PTSD symptoms - simplified - Post-traumatic stress disorder symptoms.

Post-traumatic stress disorder symptoms – simplified.

Every person experiences PTSD in a different way and suffers from a different set of PTSD symptoms. For some, certain symptoms can be intense and debilitating, whilst the same set of symptoms can have very little impact on someone else. Symptoms are experienced differently by every PTSD sufferer and for a PTSD diagnosis it is not needed to have all the PTSD symptoms. Generally speaking there are 3 main types of symptoms. Here is an overview:

  1. Avoidance & numbing.
  2. Intrusive memories.
  3. Anxiety and emotions.

Avoidance & numbing.

  • Avoiding places, people, situations, feelings, activities and thoughts that remind you of the trauma. Think of avoiding going out at night if you were robbed at night.
  • Loss of interest in life in general and activities. Sometimes someone may experience feelings of emptiness and may not understand why they do certain things.
  • Feeling (emotionally) detached and numb. The inability to experience the emotions and feelings you used to experience in certain situations.
  • Inability to remember important trauma related information. It is possible that someone has selective amnesia and can’t remember what exactly happened. This could be just a few minutes or longer periods of time.
  • Difficulty picturing your future. (Difficulty picturing yourself getting married or have a career).

Intrusive memories.

  • Intrusive, upsetting memories of the traumatic event.
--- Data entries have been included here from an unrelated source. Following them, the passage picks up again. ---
//! Cancellation tokens for in-flight fetches
//!
//! A token is handed to every fetch started on behalf of a page. Replacing or
//! tearing down the page cancels the token; results that come back afterwards
//! are discarded by whoever checks it.

use std::sync::{
    atomic::{AtomicBool, Ordering},
    Arc,
};
use std::time::Duration;

/// Cooperative cancellation flag shared between a page and its fetches.
///
/// Clones observe the same state. Cancelling is idempotent.
///
/// # Example
///
/// ```
/// use scanview_scheduler::CancellationToken;
///
/// let token = CancellationToken::new();
/// let fetch_token = token.clone();
///
/// token.cancel();
/// assert!(fetch_token.is_cancelled());
/// ```
#[derive(Debug, Clone)]
pub struct CancellationToken {
    cancelled: Arc<AtomicBool>,
}

impl CancellationToken {
    pub fn new() -> Self {
        Self {
            cancelled: Arc::new(AtomicBool::new(false)),
        }
    }

    /// Cancels this token and every clone of it.
    pub fn cancel(&self) {
        self.cancelled.store(true, Ordering::Release);
    }

    pub fn is_cancelled(&self) -> bool {
        self.cancelled.load(Ordering::Acquire)
    }

    /// Sleep for `duration`, waking early if the token is cancelled.
    ///
    /// Returns `false` if the sleep was cut short by cancellation.
    pub fn sleep(&self, duration: Duration) -> bool {
        const SLICE: Duration = Duration::from_millis(25);

        let mut remaining = duration;
        while !remaining.is_zero() {
            if self.is_cancelled() {
                return false;
            }

            let step = remaining.min(SLICE);
            std::thread::sleep(step);
            remaining = remaining.saturating_sub(step);
        }

        !self.is_cancelled()
    }
}

impl Default for CancellationToken {
    fn default() -> Self {
        Self::new()
    }
}

#[cfg(test)]
mod tests {
    use super::*;

    #[test]
    fn clones_share_cancellation() {
        let page_token = CancellationToken::new();
        let raster_fetch = page_token.clone();
        let text_fetch = page_token.clone();
        assert!(!raster_fetch.is_cancelled());

        page_token.cancel();
        page_token.cancel();

        assert!(raster_fetch.is_cancelled());
        assert!(text_fetch.is_cancelled());
    }

    #[test]
    fn sleep_is_cut_short_by_cancel() {
        let token = CancellationToken::new();
        token.cancel();

        let started = std::time::Instant::now();
        assert!(!token.sleep(Duration::from_secs(5)));
        assert!(started.elapsed() < Duration::from_secs(1));
    }

    #[test]
    fn sleep_runs_to_completion() {
        assert!(CancellationToken::default().sleep(Duration::from_millis(5)));
    }
}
These memories often come unwanted and are difficult to stop.
  • Nightmares (about the traumatic event or of other frightening things).
  • Flashbacks (re-experiencing the traumatic event).
  • Intense distress when thinking of the traumatic event.
  • Significant physical sensations to reminders of the traumatic event. (Physical sensations such as increase heartbeat, nausea, sweating, muscle tension and rapid breathing).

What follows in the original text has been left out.